The Revere Foundry, Established in 1821 was operated by Joseph Revere and Paul Revere III, (Paul Revere’s grandson) until 1828. During this time, Paul Revere III and hisi apprentice, William Blake, cast some 334 church bells (1821 to 1830). The church bell casting became a separate company: Revere & Blake Foundry, Boston, Ma. (The Paul Revere Foundry became the Revere Copper Co., incorporated in 1828, and still exists today.)

William Blake & Paul Revere III continued the church bell casting with an apprentice, Henry Hooper. In 1830, the foundry became known as the Hooper, Blake & Revere Foundry until 1868.
Post Civil War, the foundry operated as the Hooper, Blake & Richardson Foundry; later as the Henry N. Hooper & Co., and The Hooper Co.

William Blake & Co. of Boston cast bells and sweet sounding chimes from 1869 to 1888. The Blake Bell Co. managed by Walter Grueby continued to cast bells at least until 1898.
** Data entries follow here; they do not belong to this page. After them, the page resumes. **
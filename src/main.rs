use anyhow::Result;
use level_config::AppConfig;
use level_display::{BubblePositions, LevelDisplay};
use level_engine::OrientationEngine;
use level_sensor::{SensorHub, SensorInfo, SimulatedAccelerometer, SimulationParams};
use std::time::Duration;
use tokio::io::{AsyncBufReadExt, BufReader};
use tokio::sync::watch;
use tracing::{error, info, warn};

/// Commands read from stdin.
#[derive(Debug, Clone, Copy, PartialEq, Eq)]
enum Command {
    Calibrate,
    Pause,
    Resume,
    Quit,
}

impl Command {
    fn parse(line: &str) -> Option<Self> {
        match line.trim().to_ascii_lowercase().as_str() {
            "c" | "calibrate" => Some(Command::Calibrate),
            "p" | "pause" => Some(Command::Pause),
            "r" | "resume" => Some(Command::Resume),
            "q" | "quit" | "exit" => Some(Command::Quit),
            _ => None,
        }
    }
}

/// Application state.
struct App {
    config: AppConfig,
    engine: OrientationEngine<SensorHub, LevelDisplay>,
    /// Whether the level is currently shown and receiving samples.
    visible: bool,
}

impl App {
    fn new(config: AppConfig, engine: OrientationEngine<SensorHub, LevelDisplay>) -> Self {
        Self {
            config,
            engine,
            visible: false,
        }
    }

    /// The level became visible: take a fresh zero reference and start
    /// listening to the sensor.
    fn resume(&mut self) {
        if self.visible {
            return;
        }
        if self.config.display.recalibrate_on_resume {
            self.engine.calibrate();
        }
        if let Err(e) = self.engine.start() {
            warn!(%e, "Bubbles will stay centered");
        }
        self.visible = true;
    }

    /// The level was hidden: stop listening to the sensor.
    fn pause(&mut self) {
        if !self.visible {
            return;
        }
        self.engine.stop();
        self.visible = false;
    }

    /// Request a new zero reference. While paused the request is kept and
    /// applied to the first reading after resume.
    fn calibrate(&self) {
        self.engine.calibrate();
        if self.visible {
            info!("Calibrating on next reading; keep the device still");
        } else {
            info!("Level is paused; calibrating on the first reading after resume");
        }
    }

    fn render(&self, positions: &BubblePositions) {
        let cells = self.config.display.tube_length;
        println!(
            "x {}   y {}   ({:.2}, {:.2})",
            positions.horizontal.render(cells),
            positions.vertical.render(cells),
            positions.horizontal.position(),
            positions.vertical.position(),
        );
    }

    /// Handle one command. Returns `false` when the app should exit.
    fn handle(&mut self, command: Command) -> bool {
        match command {
            Command::Calibrate => self.calibrate(),
            Command::Pause => self.pause(),
            Command::Resume => self.resume(),
            Command::Quit => return false,
        }
        true
    }
}

async fn run(mut app: App, mut positions_rx: watch::Receiver<BubblePositions>) -> Result<App> {
    let mut lines = BufReader::new(tokio::io::stdin()).lines();
    let mut stdin_open = true;
    let ctrl_c = tokio::signal::ctrl_c();
    tokio::pin!(ctrl_c);

    app.resume();
    app.render(&positions_rx.borrow_and_update());

    loop {
        tokio::select! {
            line = lines.next_line(), if stdin_open => {
                match line? {
                    Some(line) => match Command::parse(&line) {
                        Some(command) => {
                            if !app.handle(command) {
                                break;
                            }
                        }
                        None if line.trim().is_empty() => {}
                        None => println!("commands: c(alibrate) p(ause) r(esume) q(uit)"),
                    },
                    None => stdin_open = false,
                }
            }
            changed = positions_rx.changed() => {
                if changed.is_err() {
                    break;
                }
                let positions = *positions_rx.borrow_and_update();
                app.render(&positions);
            }
            _ = &mut ctrl_c => break,
        }
    }

    app.pause();
    Ok(app)
}

#[tokio::main]
async fn main() -> Result<()> {
    // Initialize logging.
    tracing_subscriber::fmt()
        .with_env_filter(
            tracing_subscriber::EnvFilter::try_from_default_env().unwrap_or_else(|_| {
                "spirit_level=info,level_engine=info,level_sensor=info,level_config=info".into()
            }),
        )
        .init();

    info!("Spirit level starting");

    let config = level_config::load_config().unwrap_or_else(|e| {
        warn!(?e, "Failed to load config, using defaults");
        AppConfig::default()
    });

    info!(
        scale = config.display.scale,
        policy = ?config.engine.normalization,
        "Config loaded"
    );

    let sensor = &config.sensor;
    let hub = SensorHub::new(
        sensor
            .enabled
            .then(|| SensorInfo::new(sensor.name.clone(), sensor.max_range)),
    );
    let _simulator = SimulatedAccelerometer::spawn(
        hub.feeder(),
        SimulationParams {
            interval: Duration::from_millis(sensor.sample_interval_ms.max(1)),
            bias: sensor.mounting_bias,
            amplitude_deg: sensor.tilt_amplitude_deg,
            period_secs: sensor.tilt_period_secs,
        },
    );

    let (display, positions_rx) = LevelDisplay::new(config.display.scale);
    let engine = OrientationEngine::new(hub, config.engine.normalization, display);

    let app = run(App::new(config, engine), positions_rx).await?;

    if let Err(e) = level_config::save_config(&app.config) {
        error!(?e, "Failed to save config");
    }

    info!("Spirit level stopped");
    Ok(())
}

#[cfg(test)]
mod tests {
    use super::*;

    #[test]
    fn parses_commands() {
        assert_eq!(Command::parse("c"), Some(Command::Calibrate));
        assert_eq!(Command::parse("  Pause \n"), Some(Command::Pause));
        assert_eq!(Command::parse("r"), Some(Command::Resume));
        assert_eq!(Command::parse("exit"), Some(Command::Quit));
        assert_eq!(Command::parse("x"), None);
    }

    #[tokio::test]
    async fn resume_recalibrates_and_pause_stops() {
        let hub = SensorHub::new(Some(SensorInfo::new("test", 10.0)));
        let (display, _rx) = LevelDisplay::new(10.0);
        let engine = OrientationEngine::new(hub, Default::default(), display);
        let mut app = App::new(AppConfig::default(), engine);

        app.resume();
        assert!(app.visible);
        assert!(app.engine.is_calibration_pending());

        assert!(app.handle(Command::Pause));
        assert!(!app.visible);
        assert!(!app.handle(Command::Quit));
    }

    #[tokio::test]
    async fn calibrate_while_paused_applies_after_resume() {
        let hub = SensorHub::new(Some(SensorInfo::new("test", 10.0)));
        let feeder = hub.feeder();
        let (display, _rx) = LevelDisplay::new(10.0);
        let engine = OrientationEngine::new(hub, Default::default(), display);
        let mut config = AppConfig::default();
        config.display.recalibrate_on_resume = false;
        let mut app = App::new(config, engine);

        assert!(app.handle(Command::Calibrate));
        assert!(!app.visible);
        assert!(app.engine.is_calibration_pending());

        app.resume();
        let reading = glam::Vec3::new(0.2, -0.1, 9.7);
        assert!(feeder.push(reading));
        tokio::time::timeout(Duration::from_secs(2), async {
            while app.engine.is_calibration_pending() {
                tokio::time::sleep(Duration::from_millis(1)).await;
            }
        })
        .await
        .expect("calibration never captured");
        assert_eq!(app.engine.calibration_offset(), reading);
    }

    #[tokio::test]
    async fn resume_without_recalibration_leaves_no_request() {
        let hub = SensorHub::new(Some(SensorInfo::new("test", 10.0)));
        let (display, _rx) = LevelDisplay::new(10.0);
        let engine = OrientationEngine::new(hub, Default::default(), display);
        let mut config = AppConfig::default();
        config.display.recalibrate_on_resume = false;
        let mut app = App::new(config, engine);

        app.resume();
        assert!(!app.engine.is_calibration_pending());
    }

    #[tokio::test]
    async fn missing_sensor_still_resumes() {
        let (display, _rx) = LevelDisplay::new(10.0);
        let engine = OrientationEngine::new(SensorHub::without_sensor(), Default::default(), display);
        let mut app = App::new(AppConfig::default(), engine);

        app.resume();
        assert!(app.visible);
        app.pause();
        assert!(!app.visible);
    }
}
George Holbrook was another apprentice of Revere's who cast bells of his own in Boston. George continued to work in the foundry after operations were handed over to his son George Handel Holbrook. Chime Master has renovated an 1833 Holbrook bell for the Whitin Mill in Whitinsville Mass. with replicas of the original wooden yoke and wheel.